A Shiok Meats, fundada pelos cientistas Sandhya Sriram e Ka Yi Ling, está desenvolvendo camarão e frutos do mar baseados em células, como parte de uma crescente revolução global na produção de proteínas. A agricultura celular é considerada o futuro dos alimentos, à medida que as indústrias buscam maneiras de reduzir sua dependência da agricultura industrial.

“Existem empresas de frutos do mar à base de plantas, mas elas usam plantas para produzir frutos do mar artificiais, enquanto usamos células-tronco para fazer carnes de frutos do mar reais”, diz Sriram. “Não apoiamos termos como ‘artificial’, ‘falso’ ou ‘desenvolvido em laboratório’.”

Ela diz que a sustentabilidade é uma grande vantagem da indústria de carne cultivada, mas não a única. “Também é limpo e não há antibióticos, metais pesados,

microplásticos ou crueldade animal. “
A empresa pretende começar a vender seu primeiro produto, um bolinho de massa de camarão Cingapura até o final do próximo ano, e tem planos de expansão para Hong Kong, Índia e Austrália.
“O camarão picado é um grande mercado, então estamos trabalhando nisso primeiro”, diz Sriram. As células-tronco são extraídas de camarões cultivados localmente e livres de antibióticos.
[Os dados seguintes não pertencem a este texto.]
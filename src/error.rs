//! Error taxonomy for the ingestion pipeline.
//!
//! Errors are split by the stage that raises them. Rejections that happen
//! before a job exists (`UnsupportedFormat`, `EmptyFile`, `FileTooLarge`) are
//! returned synchronously to the submitter; everything else is recorded on the
//! job. Fast-path and chunk errors are recoverable: the loader absorbs them
//! into fallback or partial-success accounting.

use std::time::Duration;

/// Failure reported by a storage engine call.
#[derive(Debug, thiserror::Error)]
pub enum WarehouseError {
    #[error("sqlite error: {0}")]
    Sqlite(#[from] rusqlite::Error),

    #[error("i/o error: {0}")]
    Io(#[from] std::io::Error),

    #[error("statement exceeded {0:?} timeout")]
    Timeout(Duration),

    #[error("staged artifact '{0}' not found")]
    MissingArtifact(String),

    #[error("warehouse connection lock poisoned")]
    LockPoisoned,

    #[error("blocking warehouse task failed: {0}")]
    Join(String),

    #[error("{0}")]
    Rejected(String),
}

/// Failure reported by an audit recorder. Never fails a job.
#[derive(Debug, thiserror::Error)]
pub enum AuditError {
    #[error("audit sink rejected event: {0}")]
    Sink(String),

    #[error("audit call exceeded {0:?} timeout")]
    Timeout(Duration),

    #[error(transparent)]
    Warehouse(#[from] WarehouseError),
}

#[derive(Debug, thiserror::Error)]
pub enum IngestError {
    #[error("unsupported file format '{extension}' (expected one of csv, xlsx, xls, json)")]
    UnsupportedFormat { extension: String },

    #[error("file '{0}' is empty")]
    EmptyFile(String),

    #[error("file is {size} bytes, exceeding the {limit} byte ceiling")]
    FileTooLarge { size: usize, limit: usize },

    #[error("failed to decode input: {0}")]
    Decode(String),

    #[error("provisioning table '{table}' failed: {reason}")]
    Ddl { table: String, reason: String },

    #[error("staging upload failed: {0}")]
    Staging(String),

    #[error("bulk load statement failed: {0}")]
    FastPathLoad(String),

    #[error("chunk at offset {offset} failed after {attempts} attempt(s): {reason}")]
    ChunkInsert {
        offset: usize,
        attempts: u32,
        reason: String,
    },

    #[error("job cancelled")]
    Cancelled,

    #[error("job exceeded its {0:?} deadline")]
    TimedOut(Duration),

    #[error("ingestion job '{0}' not found")]
    NotFound(String),

    #[error("ingestion job '{job_id}' failed: {reason}")]
    JobFailed { job_id: String, reason: String },

    #[error("invalid configuration: {0}")]
    Config(String),

    #[error("background task failed: {0}")]
    Task(String),

    #[error(transparent)]
    Warehouse(#[from] WarehouseError),

    #[error("i/o error: {0}")]
    Io(#[from] std::io::Error),
}

impl IngestError {
    /// Errors the loader may absorb instead of failing the job.
    pub fn is_recoverable(&self) -> bool {
        matches!(
            self,
            IngestError::Staging(_) | IngestError::FastPathLoad(_) | IngestError::ChunkInsert { .. }
        )
    }

    /// Errors raised before any job id is allocated.
    pub fn is_rejection(&self) -> bool {
        matches!(
            self,
            IngestError::UnsupportedFormat { .. }
                | IngestError::EmptyFile(_)
                | IngestError::FileTooLarge { .. }
        )
    }
}

impl From<tokio::task::JoinError> for IngestError {
    fn from(err: tokio::task::JoinError) -> Self {
        IngestError::Task(err.to_string())
    }
}

pub type Result<T> = std::result::Result<T, IngestError>;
Ela disse que a resposta da indústria de alimentos até agora tem sido “ótima e avassaladora”, com feedback positivo para uma degustação de bolinhos de camarão que foi realizada no ano passado na Cúpula de Interrupção na Alimentação e Sustentabilidade de Cingapura.

O próximo grande passo, diz ela, é a redução de custos – um problema enfrentado por muitas start-ups que trabalham no setor de carnes cultivadas.

“Atualmente, ele trabalha em US $ 5.000 para produzir um quilo de camarão”, diz Sriram. Com mais investimentos em pesquisa e desenvolvimento, a empresa pretende reduzir esse custo para US $ 50 por quilo.

Texto traduzido e adaptado pela equipe do dicas e notícias para mulheres.